- Screenshot from the viral video
- Starring: Kimberly "Sweet Brown" Wilkins
- Narrated by: Joleen Chaney
- Distributed by: KFOR-TV YouTube
- Release date: April 8, 2012;
- Running time: 42 seconds
- Country: United States
- Language: English

= Ain't Nobody Got Time for That =

2012 viral video

Ain't Nobody Got Time for That is a viral YouTube video of Kimberly "Sweet Brown" Wilkins being interviewed after having escaped a fire in an apartment complex. It originally aired on April 8, 2012, on Oklahoma City NBC affiliate KFOR-TV.
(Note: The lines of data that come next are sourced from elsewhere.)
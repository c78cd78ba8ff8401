//! Unified error types for the BNG engine.
//!
//! Domain-specific error types (solver, metric import) live next to their
//! algorithms; they convert into [`BngError`] for uniform handling at API
//! boundaries. All errors are returned as values, never by unwinding.

use thiserror::Error;

/// Unified error type for BNG operations.
#[derive(Error, Debug)]
pub enum BngError {
    /// Reference tables missing, empty, or internally inconsistent.
    #[error("Configuration error: {0}")]
    Config(#[from] ConfigError),

    /// Parsing/deserialization errors.
    #[error("Parse error: {0}")]
    Parse(String),

    /// Allocation solver errors.
    #[error("Solver error: {0}")]
    Solver(String),

    /// Input validation errors outside the reference tables.
    #[error("Validation error: {0}")]
    Validation(String),

    /// Generic errors (for wrapping external errors).
    #[error("{0}")]
    Other(String),
}

/// Convenience type alias for Results using BngError.
pub type BngResult<T> = Result<T, BngError>;

impl From<anyhow::Error> for BngError {
    fn from(err: anyhow::Error) -> Self {
        BngError::Other(err.to_string())
    }
}

impl From<String> for BngError {
    fn from(s: String) -> Self {
        BngError::Other(s)
    }
}

impl From<&str> for BngError {
    fn from(s: &str) -> Self {
        BngError::Other(s.to_string())
    }
}

/// Reference-table validation failure. Carries every problem found, not just
/// the first, so a collaborator can render the full list.
#[derive(Error, Debug, Clone, PartialEq, Eq)]
#[error("invalid reference tables: {}", problems.join("; "))]
pub struct ConfigError {
    pub problems: Vec<String>,
}

impl ConfigError {
    pub fn new(problems: Vec<String>) -> Self {
        Self { problems }
    }

    pub fn single(problem: impl Into<String>) -> Self {
        Self { problems: vec![problem.into()] }
    }
}
//! Surplus uplift offset (SUO).
//!
//! An optional post-solve discount funded by eligible on-site surplus:
//! surplus units at Medium distinctiveness or better earn 50% headroom,
//! capped at a caller-supplied fraction of the quote. The discount applies
//! to the non-admin-fee portion only and never changes the allocation
//! itself.

use std::collections::BTreeMap;

use serde::Serialize;

use bng_core::tables::TableIndex;
use bng_core::types::Distinctiveness;

/// Fraction of eligible surplus that may fund the discount.
pub const SUO_HEADROOM: f64 = 0.5;

/// Default cap on the discount fraction.
pub const DEFAULT_MAX_SUO: f64 = 0.30;

/// SUO computation breakdown.
#[derive(Debug, Clone, PartialEq, Serialize)]
pub struct SuoBreakdown {
    /// Surplus units at Medium distinctiveness or better.
    pub eligible_surplus: f64,
    /// `eligible_surplus * 0.5`.
    pub usable_surplus: f64,
    /// `min(usable / total units allocated, cap)`.
    pub discount_fraction: f64,
    /// Flat reduction on the non-admin-fee portion.
    pub discount_amount: f64,
    pub total_after_discount: f64,
}

/// Compute the SUO discount for a finished allocation.
///
/// `onsite_surpluses` maps habitat name to excess units; habitats missing
/// from the catalogue contribute nothing (the caller surfaces a diagnostic).
pub fn compute_suo(
    onsite_surpluses: &BTreeMap<String, f64>,
    index: &TableIndex<'_>,
    total_units_allocated: f64,
    quote_cost: f64,
    max_fraction: f64,
) -> SuoBreakdown {
    let eligible_surplus: f64 = onsite_surpluses
        .iter()
        .filter_map(|(habitat, &units)| {
            let info = index.habitat(habitat)?;
            (info.distinctiveness >= Distinctiveness::Medium && units > 0.0).then_some(units)
        })
        .sum();

    let usable_surplus = eligible_surplus * SUO_HEADROOM;
    let discount_fraction = if total_units_allocated > 0.0 {
        (usable_surplus / total_units_allocated).min(max_fraction)
    } else {
        0.0
    };
    let discount_amount = quote_cost * discount_fraction;

    SuoBreakdown {
        eligible_surplus,
        usable_surplus,
        discount_fraction,
        discount_amount,
        total_after_discount: quote_cost - discount_amount,
    }
}

#[cfg(test)]
mod tests {
    use super::*;
    use crate::test_fixtures::{fixture, FixtureSpec};

    #[test]
    fn only_medium_or_better_surplus_is_eligible() {
        let tables = fixture(FixtureSpec::default());
        let index = tables.index().unwrap();

        let mut surpluses = BTreeMap::new();
        surpluses.insert("Lowland meadows".to_string(), 2.0); // High
        surpluses.insert("Bramble scrub".to_string(), 4.0); // Low

        let suo = compute_suo(&surpluses, &index, 10.0, 100_000.0, DEFAULT_MAX_SUO);
        assert!((suo.eligible_surplus - 2.0).abs() < 1e-12);
        assert!((suo.usable_surplus - 1.0).abs() < 1e-12);
        assert!((suo.discount_fraction - 0.1).abs() < 1e-12);
        assert!((suo.discount_amount - 10_000.0).abs() < 1e-9);
        assert!((suo.total_after_discount - 90_000.0).abs() < 1e-9);
    }

    #[test]
    fn discount_fraction_is_capped() {
        let tables = fixture(FixtureSpec::default());
        let index = tables.index().unwrap();

        let mut surpluses = BTreeMap::new();
        surpluses.insert("Lowland meadows".to_string(), 100.0);

        let suo = compute_suo(&surpluses, &index, 1.0, 50_000.0, 0.30);
        assert!((suo.discount_fraction - 0.30).abs() < 1e-12);
        assert!((suo.discount_amount - 15_000.0).abs() < 1e-9);
    }

    #[test]
    fn unknown_habitats_contribute_nothing() {
        let tables = fixture(FixtureSpec::default());
        let index = tables.index().unwrap();

        let mut surpluses = BTreeMap::new();
        surpluses.insert("Martian moss".to_string(), 50.0);

        let suo = compute_suo(&surpluses, &index, 10.0, 100_000.0, DEFAULT_MAX_SUO);
        assert_eq!(suo.eligible_surplus, 0.0);
        assert_eq!(suo.discount_amount, 0.0);
    }
}
//! Reference-table snapshot and per-solve lookup index.
//!
//! [`ReferenceTables`] is the read-only snapshot a collaborator hands to the
//! engine: plain serde-friendly rows, no behaviour. Schema enforcement
//! happens once at the boundary via [`ReferenceTables::validate`], which
//! accumulates every problem it finds before failing, and
//! [`ReferenceTables::index`] builds the canonical-name lookup structures the
//! engine uses. The index is scoped to one solve; nothing here is cached
//! process-wide.

use std::collections::{BTreeMap, BTreeSet, HashMap};

use serde::{Deserialize, Serialize};

use crate::error::ConfigError;
use crate::normalize::canonical_habitat;
use crate::types::{
    Bank, ContractSize, Distinctiveness, DistinctivenessLevelRow, HabitatInfo, PriceRow, SrmTable,
    StockRow, Tier, TradingRule,
};

/// Immutable snapshot of the reference data for one solve.
#[derive(Debug, Clone, Default, Serialize, Deserialize)]
pub struct ReferenceTables {
    pub banks: Vec<Bank>,
    pub catalog: Vec<HabitatInfo>,
    pub pricing: Vec<PriceRow>,
    pub stock: Vec<StockRow>,
    pub distinctiveness_levels: Vec<DistinctivenessLevelRow>,
    pub srm: SrmTable,
    #[serde(default)]
    pub trading_rules: Vec<TradingRule>,
}
//! Spatial tier classification.
//!
//! Classifies a bank's relation to the target site into local / adjacent /
//! far from LPA and NCA membership alone. Neighbour lists are supplied by
//! the caller (the engine never calls a GIS service) and are normalised once
//! at context construction.
//!
//! Watercourse tiering properly follows catchment boundaries; catchment data
//! is an external concern, so watercourse demands are tiered by LPA/NCA like
//! everything else and the solve reports a diagnostic noting the
//! approximation.

use std::collections::BTreeSet;

use bng_core::normalize::normalize_geo_name;
use bng_core::types::{Bank, Tier};

/// Per-solve geography context with pre-normalised target and neighbour
/// names.
#[derive(Debug, Clone)]
pub struct GeographyContext {
    target_lpa: String,
    target_nca: String,
    lpa_neighbours: BTreeSet<String>,
    nca_neighbours: BTreeSet<String>,
}

impl GeographyContext {
    pub fn new(
        target_lpa: &str,
        target_nca: &str,
        lpa_neighbours: &[String],
        nca_neighbours: &[String],
    ) -> Self {
        let normalise_set = |names: &[String]| {
            names
                .iter()
                .map(|n| normalize_geo_name(n))
                .filter(|n| !n.is_empty())
                .collect()
        };
        Self {
            target_lpa: normalize_geo_name(target_lpa),
            target_nca: normalize_geo_name(target_nca),
            lpa_neighbours: normalise_set(lpa_neighbours),
            nca_neighbours: normalise_set(nca_neighbours),
        }
    }

    /// Classify a bank's spatial relation to the target site.
    ///
    /// Same LPA or same NCA wins `Local`; membership of either name in the
    /// corresponding neighbour list gives `Adjacent`; everything else is
    /// `Far`. Empty names never match.
    pub fn classify(&self, bank: &Bank) -> Tier {
        let bank_lpa = normalize_geo_name(&bank.lpa_name);
        let bank_nca = normalize_geo_name(&bank.nca_name);

        let lpa_matches = !bank_lpa.is_empty() && bank_lpa == self.target_lpa;
        let nca_matches = !bank_nca.is_empty() && bank_nca == self.target_nca;
        if lpa_matches || nca_matches {
            return Tier::Local;
        }

        let lpa_neighbour = !bank_lpa.is_empty() && self.lpa_neighbours.contains(&bank_lpa);
        let nca_neighbour = !bank_nca.is_empty() && self.nca_neighbours.contains(&bank_nca);
        if lpa_neighbour || nca_neighbour {
            return Tier::Adjacent;
        }

        Tier::Far
    }
}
The video garnered Sweet Brown many appearances on television, including a visit to ABC's The View. Brown also plays a cameo role in the Tyler Perry 2013 movie A Madea Christmas saying a part of her line from her television interview during an interview at the end of the movie. In a slightly modified version broadcast on Jimmy Kimmel Live, it was edited as if she was being interviewed by Jesus himself.

==Critical analysis==
Charles E. Williams, writing for the Huffington Post, opined that the humor evoked by Sweet Brown's interview should stay within the confines of the black community, linking it to the "code-switching" phenomenon W. E. B. Du Bois spoke of.

==Lawsuit==
In April 2013, Sweet Brown filed a $15 million lawsuit against Apple for selling a Bob Rivers song called "I Got Bronchitis" on iTunes for profit, using catchphrases uttered by her in the video, such as "Ain't nobody got time for that", "Ran for my life," and "Said oh, Lord Jesus, it's a fire!". This lawsuit was later dismissed without prejudice.

==Jimmy Kimmel parody==
In March 2014, variety show Jimmy Kimmel Live did a parody of the video in the style of a film trailer. The plot is Sweet Brown going through some moments in history and being responsible for things such as Barack Obama getting into politics and Steve Jobs founding Apple. It starred Queen Latifah as Sweet Brown, Barkhad Abdi as Barack Obama and Adam Driver as Steve Jobs. In the end, it features Matt Damon doing an interview when the real Sweet Brown comes in and interrupts him with her catchphrase.